▸ Exercise details: Among the lines below, return each one that contains the word "enum".

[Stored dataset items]
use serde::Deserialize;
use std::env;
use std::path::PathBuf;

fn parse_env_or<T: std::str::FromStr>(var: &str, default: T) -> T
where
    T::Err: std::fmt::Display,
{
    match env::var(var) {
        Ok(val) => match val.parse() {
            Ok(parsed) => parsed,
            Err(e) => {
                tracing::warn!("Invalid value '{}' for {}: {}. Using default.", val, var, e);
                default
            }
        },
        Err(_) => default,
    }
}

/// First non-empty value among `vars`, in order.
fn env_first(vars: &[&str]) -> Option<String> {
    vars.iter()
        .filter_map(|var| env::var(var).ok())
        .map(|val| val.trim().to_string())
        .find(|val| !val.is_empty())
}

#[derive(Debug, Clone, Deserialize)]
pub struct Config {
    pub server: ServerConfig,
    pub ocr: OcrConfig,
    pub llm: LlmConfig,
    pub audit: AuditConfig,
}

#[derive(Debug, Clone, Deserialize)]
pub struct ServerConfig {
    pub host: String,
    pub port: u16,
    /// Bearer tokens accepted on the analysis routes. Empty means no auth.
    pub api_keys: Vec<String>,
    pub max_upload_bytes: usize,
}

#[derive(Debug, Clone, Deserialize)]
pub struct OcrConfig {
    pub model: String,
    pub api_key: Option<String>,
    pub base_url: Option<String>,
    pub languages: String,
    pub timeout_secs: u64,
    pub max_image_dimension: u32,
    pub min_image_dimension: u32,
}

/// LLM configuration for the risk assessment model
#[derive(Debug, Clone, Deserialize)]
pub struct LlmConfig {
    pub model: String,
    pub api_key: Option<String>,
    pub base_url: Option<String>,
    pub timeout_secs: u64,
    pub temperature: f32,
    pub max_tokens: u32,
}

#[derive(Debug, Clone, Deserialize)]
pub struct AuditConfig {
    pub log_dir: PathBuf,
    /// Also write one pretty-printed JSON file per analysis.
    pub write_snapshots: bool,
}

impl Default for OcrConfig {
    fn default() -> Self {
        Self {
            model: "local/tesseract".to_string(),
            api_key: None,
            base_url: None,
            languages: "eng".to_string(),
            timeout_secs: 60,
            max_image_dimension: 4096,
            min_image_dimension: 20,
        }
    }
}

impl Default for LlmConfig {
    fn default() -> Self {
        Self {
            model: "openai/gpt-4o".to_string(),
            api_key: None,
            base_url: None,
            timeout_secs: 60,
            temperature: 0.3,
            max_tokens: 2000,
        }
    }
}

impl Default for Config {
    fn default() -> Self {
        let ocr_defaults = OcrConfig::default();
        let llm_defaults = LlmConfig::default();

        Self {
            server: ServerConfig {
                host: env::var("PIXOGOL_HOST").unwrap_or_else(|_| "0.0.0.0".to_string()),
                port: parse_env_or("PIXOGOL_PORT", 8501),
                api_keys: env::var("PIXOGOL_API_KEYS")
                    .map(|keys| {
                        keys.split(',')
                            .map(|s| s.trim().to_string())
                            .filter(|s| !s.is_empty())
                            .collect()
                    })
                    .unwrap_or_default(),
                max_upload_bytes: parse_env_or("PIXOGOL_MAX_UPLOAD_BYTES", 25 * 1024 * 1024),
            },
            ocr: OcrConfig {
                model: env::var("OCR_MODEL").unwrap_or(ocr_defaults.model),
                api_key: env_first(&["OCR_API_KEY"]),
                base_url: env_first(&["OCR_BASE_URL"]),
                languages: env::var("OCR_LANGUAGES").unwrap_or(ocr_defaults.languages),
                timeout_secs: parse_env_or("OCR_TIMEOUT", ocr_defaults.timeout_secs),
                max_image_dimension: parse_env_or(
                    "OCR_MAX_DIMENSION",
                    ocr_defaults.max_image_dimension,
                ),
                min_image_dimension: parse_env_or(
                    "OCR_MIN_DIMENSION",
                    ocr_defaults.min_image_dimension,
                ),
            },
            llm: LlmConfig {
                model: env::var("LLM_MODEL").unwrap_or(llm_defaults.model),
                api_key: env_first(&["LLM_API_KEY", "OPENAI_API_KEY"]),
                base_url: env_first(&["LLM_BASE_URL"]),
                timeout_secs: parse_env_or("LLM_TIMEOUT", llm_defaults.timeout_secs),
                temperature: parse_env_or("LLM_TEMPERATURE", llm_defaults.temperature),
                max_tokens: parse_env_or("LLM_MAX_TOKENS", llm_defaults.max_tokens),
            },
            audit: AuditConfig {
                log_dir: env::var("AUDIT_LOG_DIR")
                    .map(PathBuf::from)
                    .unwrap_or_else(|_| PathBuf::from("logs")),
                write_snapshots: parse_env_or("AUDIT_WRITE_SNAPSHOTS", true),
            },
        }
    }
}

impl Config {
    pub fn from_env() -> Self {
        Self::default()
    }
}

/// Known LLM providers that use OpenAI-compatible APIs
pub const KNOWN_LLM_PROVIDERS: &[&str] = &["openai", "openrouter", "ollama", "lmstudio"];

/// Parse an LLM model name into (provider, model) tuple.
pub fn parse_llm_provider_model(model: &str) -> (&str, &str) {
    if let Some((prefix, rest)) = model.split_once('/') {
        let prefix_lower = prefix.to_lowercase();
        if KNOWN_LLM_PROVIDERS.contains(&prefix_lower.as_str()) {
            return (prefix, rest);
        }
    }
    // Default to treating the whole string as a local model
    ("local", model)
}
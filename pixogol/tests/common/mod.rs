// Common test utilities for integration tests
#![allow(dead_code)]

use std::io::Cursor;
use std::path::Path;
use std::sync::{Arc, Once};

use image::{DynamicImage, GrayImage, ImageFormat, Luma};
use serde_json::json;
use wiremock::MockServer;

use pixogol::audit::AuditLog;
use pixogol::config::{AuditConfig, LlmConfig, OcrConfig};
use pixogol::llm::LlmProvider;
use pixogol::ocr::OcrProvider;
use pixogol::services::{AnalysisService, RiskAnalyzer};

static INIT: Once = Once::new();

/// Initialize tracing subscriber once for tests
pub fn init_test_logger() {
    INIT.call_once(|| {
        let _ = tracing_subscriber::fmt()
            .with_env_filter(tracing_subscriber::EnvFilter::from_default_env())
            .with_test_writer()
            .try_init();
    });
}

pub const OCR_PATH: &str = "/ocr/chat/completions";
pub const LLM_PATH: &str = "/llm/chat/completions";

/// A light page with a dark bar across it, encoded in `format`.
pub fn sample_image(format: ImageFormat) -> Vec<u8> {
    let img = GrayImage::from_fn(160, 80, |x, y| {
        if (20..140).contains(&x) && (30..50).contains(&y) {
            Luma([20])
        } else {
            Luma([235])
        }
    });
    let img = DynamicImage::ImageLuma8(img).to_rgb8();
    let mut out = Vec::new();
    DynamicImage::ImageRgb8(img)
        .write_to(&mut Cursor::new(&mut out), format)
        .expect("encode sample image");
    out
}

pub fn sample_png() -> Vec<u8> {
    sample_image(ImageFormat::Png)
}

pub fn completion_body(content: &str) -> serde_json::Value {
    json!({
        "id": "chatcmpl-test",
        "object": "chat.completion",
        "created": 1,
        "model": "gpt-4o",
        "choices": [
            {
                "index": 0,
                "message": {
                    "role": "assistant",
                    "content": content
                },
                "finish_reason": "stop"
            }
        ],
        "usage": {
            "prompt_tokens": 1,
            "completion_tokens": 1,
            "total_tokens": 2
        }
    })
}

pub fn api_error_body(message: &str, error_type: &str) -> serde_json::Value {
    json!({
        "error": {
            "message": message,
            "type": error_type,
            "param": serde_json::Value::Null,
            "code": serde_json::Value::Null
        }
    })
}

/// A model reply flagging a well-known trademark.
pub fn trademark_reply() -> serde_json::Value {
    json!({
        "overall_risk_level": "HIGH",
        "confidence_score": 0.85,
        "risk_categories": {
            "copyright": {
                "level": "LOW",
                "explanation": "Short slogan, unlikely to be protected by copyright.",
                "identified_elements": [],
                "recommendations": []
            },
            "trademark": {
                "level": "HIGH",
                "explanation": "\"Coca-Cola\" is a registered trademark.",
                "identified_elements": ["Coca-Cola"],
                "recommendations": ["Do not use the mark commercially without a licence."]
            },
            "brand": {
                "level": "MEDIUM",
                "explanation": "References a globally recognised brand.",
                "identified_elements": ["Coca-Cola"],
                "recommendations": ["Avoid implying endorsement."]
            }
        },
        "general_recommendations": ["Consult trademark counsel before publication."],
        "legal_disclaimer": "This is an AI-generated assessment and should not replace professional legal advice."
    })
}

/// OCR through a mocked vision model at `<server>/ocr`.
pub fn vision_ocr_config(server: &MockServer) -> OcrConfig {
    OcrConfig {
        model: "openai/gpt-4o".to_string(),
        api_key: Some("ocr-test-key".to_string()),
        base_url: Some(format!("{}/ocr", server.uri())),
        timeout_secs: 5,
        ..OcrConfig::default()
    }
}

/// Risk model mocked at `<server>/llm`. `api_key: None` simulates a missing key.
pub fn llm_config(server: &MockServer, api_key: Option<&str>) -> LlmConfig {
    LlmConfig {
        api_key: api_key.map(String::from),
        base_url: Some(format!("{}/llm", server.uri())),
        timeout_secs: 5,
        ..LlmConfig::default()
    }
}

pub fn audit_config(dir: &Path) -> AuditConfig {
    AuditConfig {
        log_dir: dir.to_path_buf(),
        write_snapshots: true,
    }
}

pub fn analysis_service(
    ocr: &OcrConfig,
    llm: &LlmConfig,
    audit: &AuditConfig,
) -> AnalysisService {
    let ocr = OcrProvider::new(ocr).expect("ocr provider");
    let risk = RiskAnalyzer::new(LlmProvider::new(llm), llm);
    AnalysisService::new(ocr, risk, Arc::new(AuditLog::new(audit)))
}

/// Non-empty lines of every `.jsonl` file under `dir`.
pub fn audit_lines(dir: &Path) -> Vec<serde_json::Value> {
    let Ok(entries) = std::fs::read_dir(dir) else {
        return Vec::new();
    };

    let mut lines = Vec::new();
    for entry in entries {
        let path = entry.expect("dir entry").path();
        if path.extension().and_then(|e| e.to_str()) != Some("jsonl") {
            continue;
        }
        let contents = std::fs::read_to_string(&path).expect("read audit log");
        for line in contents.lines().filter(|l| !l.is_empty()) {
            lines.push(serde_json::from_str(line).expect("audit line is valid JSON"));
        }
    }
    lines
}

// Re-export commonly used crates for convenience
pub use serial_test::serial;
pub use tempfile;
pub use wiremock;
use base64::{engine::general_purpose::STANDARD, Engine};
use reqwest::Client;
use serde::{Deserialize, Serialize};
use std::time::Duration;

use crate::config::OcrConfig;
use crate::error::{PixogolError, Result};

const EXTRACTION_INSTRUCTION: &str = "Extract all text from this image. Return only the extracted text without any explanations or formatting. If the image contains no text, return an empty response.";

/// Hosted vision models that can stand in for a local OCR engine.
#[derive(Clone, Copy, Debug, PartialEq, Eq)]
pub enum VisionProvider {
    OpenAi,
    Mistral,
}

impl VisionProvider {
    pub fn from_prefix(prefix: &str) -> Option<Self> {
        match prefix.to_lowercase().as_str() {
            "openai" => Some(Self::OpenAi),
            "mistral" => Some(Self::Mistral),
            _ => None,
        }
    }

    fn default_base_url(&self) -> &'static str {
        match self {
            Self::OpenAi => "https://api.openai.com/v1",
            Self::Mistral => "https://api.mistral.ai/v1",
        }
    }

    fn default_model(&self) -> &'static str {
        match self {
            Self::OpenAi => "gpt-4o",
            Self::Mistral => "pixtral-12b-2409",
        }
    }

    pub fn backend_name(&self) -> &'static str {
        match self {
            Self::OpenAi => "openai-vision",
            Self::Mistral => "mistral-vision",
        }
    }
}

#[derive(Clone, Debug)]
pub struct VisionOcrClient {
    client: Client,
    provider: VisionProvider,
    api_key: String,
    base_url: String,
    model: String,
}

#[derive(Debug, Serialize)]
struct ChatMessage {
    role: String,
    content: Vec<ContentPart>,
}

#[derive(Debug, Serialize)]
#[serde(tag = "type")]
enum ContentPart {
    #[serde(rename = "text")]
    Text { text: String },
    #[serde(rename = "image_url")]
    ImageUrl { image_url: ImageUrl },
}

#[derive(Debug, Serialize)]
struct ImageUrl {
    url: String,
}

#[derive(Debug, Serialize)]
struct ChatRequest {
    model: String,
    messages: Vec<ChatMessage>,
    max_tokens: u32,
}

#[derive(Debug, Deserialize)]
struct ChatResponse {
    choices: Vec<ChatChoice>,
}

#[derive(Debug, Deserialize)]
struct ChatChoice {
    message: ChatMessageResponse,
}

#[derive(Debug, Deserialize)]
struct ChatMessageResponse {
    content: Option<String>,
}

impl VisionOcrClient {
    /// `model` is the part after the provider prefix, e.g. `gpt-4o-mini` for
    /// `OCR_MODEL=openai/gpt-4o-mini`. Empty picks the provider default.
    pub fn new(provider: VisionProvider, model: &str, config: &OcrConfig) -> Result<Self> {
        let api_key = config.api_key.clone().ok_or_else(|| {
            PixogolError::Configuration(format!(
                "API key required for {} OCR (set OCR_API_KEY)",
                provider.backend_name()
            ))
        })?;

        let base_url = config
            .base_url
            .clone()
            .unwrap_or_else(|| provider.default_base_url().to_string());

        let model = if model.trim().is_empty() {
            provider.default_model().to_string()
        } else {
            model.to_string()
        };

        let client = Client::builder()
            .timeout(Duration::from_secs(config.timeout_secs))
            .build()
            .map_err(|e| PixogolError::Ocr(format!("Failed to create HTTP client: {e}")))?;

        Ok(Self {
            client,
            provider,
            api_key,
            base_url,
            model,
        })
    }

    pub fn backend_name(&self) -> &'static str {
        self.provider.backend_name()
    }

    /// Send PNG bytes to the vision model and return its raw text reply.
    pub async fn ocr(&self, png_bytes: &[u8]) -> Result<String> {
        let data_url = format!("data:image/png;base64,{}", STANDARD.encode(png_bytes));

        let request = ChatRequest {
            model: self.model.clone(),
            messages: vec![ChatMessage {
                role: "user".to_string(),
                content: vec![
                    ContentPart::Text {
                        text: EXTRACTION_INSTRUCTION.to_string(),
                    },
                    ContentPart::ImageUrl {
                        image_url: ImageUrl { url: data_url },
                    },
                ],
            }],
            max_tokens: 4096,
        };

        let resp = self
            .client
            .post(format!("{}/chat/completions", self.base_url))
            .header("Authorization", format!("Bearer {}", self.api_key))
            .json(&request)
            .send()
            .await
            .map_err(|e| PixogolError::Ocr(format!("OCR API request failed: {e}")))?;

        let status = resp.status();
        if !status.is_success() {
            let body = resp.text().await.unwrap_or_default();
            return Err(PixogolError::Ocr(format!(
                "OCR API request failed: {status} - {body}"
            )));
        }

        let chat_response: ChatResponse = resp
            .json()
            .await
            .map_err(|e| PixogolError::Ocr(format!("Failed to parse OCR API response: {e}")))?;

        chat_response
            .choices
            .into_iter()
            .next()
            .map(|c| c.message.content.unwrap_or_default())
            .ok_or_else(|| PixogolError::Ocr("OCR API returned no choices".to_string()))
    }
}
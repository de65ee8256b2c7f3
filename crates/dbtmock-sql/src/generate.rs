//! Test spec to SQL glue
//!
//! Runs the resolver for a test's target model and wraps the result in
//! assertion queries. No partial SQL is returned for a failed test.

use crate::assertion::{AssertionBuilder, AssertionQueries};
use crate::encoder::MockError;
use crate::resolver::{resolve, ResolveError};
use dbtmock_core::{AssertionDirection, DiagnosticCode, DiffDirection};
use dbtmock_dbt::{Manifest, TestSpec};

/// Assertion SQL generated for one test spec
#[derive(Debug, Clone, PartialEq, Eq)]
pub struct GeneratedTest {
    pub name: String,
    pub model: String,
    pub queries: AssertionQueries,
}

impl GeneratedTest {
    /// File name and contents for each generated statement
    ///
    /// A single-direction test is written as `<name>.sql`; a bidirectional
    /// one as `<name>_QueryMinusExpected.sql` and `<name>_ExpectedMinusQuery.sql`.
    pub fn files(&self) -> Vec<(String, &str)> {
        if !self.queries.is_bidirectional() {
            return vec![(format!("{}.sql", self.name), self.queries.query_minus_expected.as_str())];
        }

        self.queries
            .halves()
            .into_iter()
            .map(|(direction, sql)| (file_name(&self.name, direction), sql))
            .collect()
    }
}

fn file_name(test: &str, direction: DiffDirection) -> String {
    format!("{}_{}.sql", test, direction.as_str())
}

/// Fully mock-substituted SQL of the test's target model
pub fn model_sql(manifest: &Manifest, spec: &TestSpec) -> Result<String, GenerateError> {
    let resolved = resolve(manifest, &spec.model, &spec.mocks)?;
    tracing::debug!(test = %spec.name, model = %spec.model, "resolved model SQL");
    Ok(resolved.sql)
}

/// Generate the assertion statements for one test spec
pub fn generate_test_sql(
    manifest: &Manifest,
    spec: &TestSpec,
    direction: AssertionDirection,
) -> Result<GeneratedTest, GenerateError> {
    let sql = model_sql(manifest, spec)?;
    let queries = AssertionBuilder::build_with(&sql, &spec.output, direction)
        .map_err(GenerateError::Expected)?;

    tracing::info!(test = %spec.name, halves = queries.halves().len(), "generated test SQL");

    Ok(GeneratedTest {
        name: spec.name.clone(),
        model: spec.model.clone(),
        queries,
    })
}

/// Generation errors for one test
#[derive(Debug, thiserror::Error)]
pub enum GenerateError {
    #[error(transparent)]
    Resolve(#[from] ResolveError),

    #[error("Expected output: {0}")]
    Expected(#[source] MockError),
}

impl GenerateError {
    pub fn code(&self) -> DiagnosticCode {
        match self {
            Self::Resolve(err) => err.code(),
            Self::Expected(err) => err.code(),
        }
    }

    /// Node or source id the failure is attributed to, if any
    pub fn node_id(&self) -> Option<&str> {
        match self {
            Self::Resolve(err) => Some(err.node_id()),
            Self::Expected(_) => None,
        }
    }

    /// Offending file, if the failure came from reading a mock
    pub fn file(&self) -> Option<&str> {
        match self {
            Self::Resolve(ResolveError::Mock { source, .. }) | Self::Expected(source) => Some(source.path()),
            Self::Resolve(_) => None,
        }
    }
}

▸ Solution for this exercise:
pub enum VisionProvider {
enum ContentPart {
pub enum GenerateError {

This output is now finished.